A Special Session entitled “Advancing Homeland Security Theory: An Interdisciplinary Approach” featured CHDS Academic Programs director Christopher Bellavita with panelists Alan Bersin, Woodrow Wilson Center, Canada and Mexico Institute; Chappell Lawson, MIT Center for International Studies; and Robert Griffin, Dean of the College of Emergency Preparedness, Homeland Security and Cybersecurity, University at Albany (SUNY).

A Leadership Discussion entitled “What the Past Tells Us About Securing the Future,” led by former Principal Deputy Assistant Secretary of Defense Bear McConnell was followed by a pair of research panels held in the afternoon.

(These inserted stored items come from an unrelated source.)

use axum::{
    Json,
    http::StatusCode,
    response::{IntoResponse, Response},
};
use common::Mood;
use sea_orm::DbErr;
use serde::Serialize;

use crate::services::protection::DenialReason;

/// Structured error response returned by all endpoints on failure.
#[derive(Serialize, utoipa::ToSchema)]
pub struct ErrorBody {
    /// Machine-readable error code. One of: `VALIDATION_ERROR`, `TOKEN_MISSING`,
    /// `TOKEN_INVALID`, `REQUEST_BLOCKED`, `USER_NOT_FOUND`, `INVALID_MOOD`,
    /// `NOT_FOUND`, `CONFLICT`, `RATE_LIMITED`, `INTERNAL_ERROR`.
    #[schema(example = "VALIDATION_ERROR")]
    pub code: &'static str,
    /// Human-readable error description.
    #[schema(example = "Title must be 1-256 characters")]
    pub message: String,
}

/// Application-level error type.
#[derive(Debug)]
pub enum AppError {
    Validation(String),
    TokenMissing,
    TokenInvalid,
    /// Request refused by the abuse-protection screen (automated client).
    RequestBlocked,
    /// Token subject has no provisioned account.
    UserNotFound,
    /// Submitted mood key is outside the catalog. Contains the offending key.
    InvalidMood(String),
    NotFound(String),
    Conflict(String),
    /// Rate limit exceeded. Contains the tokens left in the bucket and
    /// seconds until retry is allowed.
    RateLimited {
        remaining: u32,
        retry_after: u64,
    },
    Internal(String),
}

impl AppError {
    fn status_and_body(self) -> (StatusCode, ErrorBody) {
        match self {
            AppError::Validation(msg) => (
                StatusCode::BAD_REQUEST,
                ErrorBody {
                    code: "VALIDATION_ERROR",
                    message: msg,
                },
            ),
            AppError::TokenMissing => (
                StatusCode::UNAUTHORIZED,
                ErrorBody {
                    code: "TOKEN_MISSING",
                    message: "Authentication required".into(),
                },
            ),
            AppError::TokenInvalid => (
                StatusCode::UNAUTHORIZED,
                ErrorBody {
                    code: "TOKEN_INVALID",
                    message: "Invalid or expired token".into(),
                },
            ),
            AppError::RequestBlocked => (
                StatusCode::FORBIDDEN,
                ErrorBody {
                    code: "REQUEST_BLOCKED",
                    message: "Request blocked".into(),
                },
            ),
            AppError::UserNotFound => (
                StatusCode::NOT_FOUND,
                ErrorBody {
                    code: "USER_NOT_FOUND",
                    message: "User not found".into(),
                },
            ),
            AppError::InvalidMood(key) => (
                StatusCode::BAD_REQUEST,
                ErrorBody {
                    code: "INVALID_MOOD",
                    message: format!(
                        "Invalid mood '{}'. Valid values: {}",
                        key,
                        Mood::ALL
                            .iter()
                            .map(|m| m.as_str())
                            .collect::<Vec<_>>()
                            .join(", ")
                    ),
                },
            ),
            AppError::NotFound(msg) => (
                StatusCode::NOT_FOUND,
                ErrorBody {
                    code: "NOT_FOUND",
                    message: msg,
                },
            ),
            AppError::Conflict(msg) => (
                StatusCode::CONFLICT,
                ErrorBody {
                    code: "CONFLICT",
                    message: msg,
                },
            ),
            AppError::RateLimited { retry_after, .. } => (
                StatusCode::TOO_MANY_REQUESTS,
                ErrorBody {
                    code: "RATE_LIMITED",
                    message: format!("Rate limit exceeded. Try again in {} seconds", retry_after),
                },
            ),
            AppError::Internal(detail) => {
                tracing::error!("Internal error: {}", detail);
                (
                    StatusCode::INTERNAL_SERVER_ERROR,
                    ErrorBody {
                        code: "INTERNAL_ERROR",
                        message: "An unexpected error occurred".into(),
                    },
                )
            }
        }
    }
}

impl IntoResponse for AppError {
    fn into_response(self) -> Response {
        let retry_after = if let AppError::RateLimited { retry_after, .. } = &self {
            Some(*retry_after)
        } else {
            None
        };

        let (status, body) = self.status_and_body();

        if let Some(seconds) = retry_after {
            (status, [("Retry-After", seconds.to_string())], Json(body)).into_response()
        } else {
            (status, Json(body)).into_response()
        }
    }
}

impl From<DbErr> for AppError {
    fn from(err: DbErr) -> Self {
        AppError::Internal(err.to_string())
    }
}

impl From<DenialReason> for AppError {
    fn from(reason: DenialReason) -> Self {
        match reason {
            DenialReason::RateLimit {
                remaining,
                reset_seconds,
            } => {
                tracing::warn!(remaining, reset_seconds, "Rate limit exceeded");
                AppError::RateLimited {
                    remaining,
                    retry_after: reset_seconds,
                }
            }
            DenialReason::Automated { detail } => {
                tracing::warn!("Request blocked: {detail}");
                AppError::RequestBlocked
            }
        }
    }
}
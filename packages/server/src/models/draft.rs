use chrono::{DateTime, Utc};
use serde::{Deserialize, Serialize};

use crate::entity;
use crate::error::AppError;

/// Request body for saving the working draft. The whole draft is replaced;
/// omitted fields clear their previous value.
#[derive(Deserialize, utoipa::ToSchema)]
pub struct SaveDraftRequest {
    pub title: Option<String>,
    pub content: Option<String>,
    /// Mood key as picked in the editor. Not validated until publish.
    #[schema(example = "happy")]
    pub mood: Option<String>,
}

/// The working draft.
#[derive(Debug, Serialize, utoipa::ToSchema)]
pub struct DraftDto {
    pub title: Option<String>,
    pub content: Option<String>,
    pub mood: Option<String>,
    #[schema(example = "2025-10-01T14:30:00Z")]
    pub updated_at: DateTime<Utc>,
}

impl From<entity::draft::Model> for DraftDto {
    fn from(draft: entity::draft::Model) -> Self {
        Self {
            title: draft.title,
            content: draft.content,
            mood: draft.mood,
            updated_at: draft.updated_at,
        }
    }
}

/// Draft lookup result. `draft` is null when the user has nothing saved.
#[derive(Serialize, utoipa::ToSchema)]
pub struct DraftResponse {
    pub draft: Option<DraftDto>,
}

/// Drafts are scratch state, so only sizes are enforced.
pub fn validate_save_draft(req: &SaveDraftRequest) -> Result<(), AppError> {
    if let Some(title) = &req.title
        && title.chars().count() > 256
    {
        return Err(AppError::Validation(
            "Title must be at most 256 characters".into(),
        ));
    }
    if let Some(content) = &req.content
        && content.chars().count() > 100_000
    {
        return Err(AppError::Validation(
            "Content must be at most 100000 characters".into(),
        ));
    }
    if let Some(mood) = &req.mood
        && mood.chars().count() > 64
    {
        return Err(AppError::Validation(
            "Mood must be at most 64 characters".into(),
        ));
    }
    Ok(())
}
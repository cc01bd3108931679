use std::time::Duration;

use sea_orm::{ConnectOptions, Database, DatabaseConnection, DbErr};

/// Connect to Postgres and sync the entity schema.
///
/// Every entity under `crate::entity` is registered into the schema
/// registry, so tables and single-column constraints come up automatically.
/// Composite indexes are handled separately in [`crate::seed`].
pub async fn init_db(db_url: &str) -> Result<DatabaseConnection, DbErr> {
    let mut opt = ConnectOptions::new(db_url.to_owned());

    opt.max_connections(20)
        .min_connections(2)
        .connect_timeout(Duration::from_secs(8))
        .acquire_timeout(Duration::from_secs(8))
        .idle_timeout(Duration::from_secs(600))
        .sqlx_logging(false);

    let db = Database::connect(opt).await?;
    db.get_schema_registry("server::entity::*")
        .sync(&db)
        .await?;

    Ok(db)
}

Former Principal Deputy Assistant Secretary of Defense Bear McConnell (right) with UAPP director Steve Recca.

Day 2 included a Discussion entitled “Issues in Cybersecurity” featured CHDS faculty Eileen Decker and Cybersecurity and Infrastructure Security Agency deputy director Nitin Natarajan talking about the need to recruit a more robust and diverse workforce to deal more effectively and holistically with cybersecurity issues that are inundating nearly every aspect of homeland security, with Natarajan encouraging a wider range of prospective employees to consider his agency and urging, “We want you on the team.”

The second day of the event also saw St. John’s University assistant professor of Homeland Security Dr. Keith Cozine named as the Second Annual David McIntyre Award for Excellence in Homeland Security Education winner by last year’s inaugural award winners James Ramsay, University of New Hampshire, and CHDS faculty Stan Supinski.

The day concluded with four research panel sessions ranging from “Considerations in Emerging Technologies” to “Communicating Homeland Security for Gen Z (and the rest of us).”

CHDS Strategic Communications director Heather Issvoran speaks about the Center’s educational programs.

Day 3 consisted of a series of research presentations ranging from “Covid-19 and Beyond: Impacts on and Solutions for Higher Education,” which included New Jersey City University’s Meagan van Harte’s research entitled “Growing Mistrust of Public Health: How the Public is Becoming the Biggest Threat to Public Health Authority and Effectiveness,” to “Homeland Security, Defense, and Infrastructure Protection: Faultlines,” including George Mason University’s Robert McCreight and University of Maryland’s Cynthia Gavin on “Assessing the National Guard’s Role in Complex Energy Grid Collapse Scenarios.”

The curriculum and faculty development sessions included everything from panel discussions entitled “Advancing Homeland Security Theory” and “Building the (Homeland Security) Research Agenda” (which included talk of forming a homeland security education association) to sponsor and program updates including CHDS self-study program expansion, and DHS/FEMA education and community preparedness reports. The final day session also included discussions about efforts to develop a code of ethics and professional standards for Emergency Management FEMA, and updates on a range of homeland security and emergency management journals including the new Pracademic Affairs Journal that just published its inaugural issue in 2020.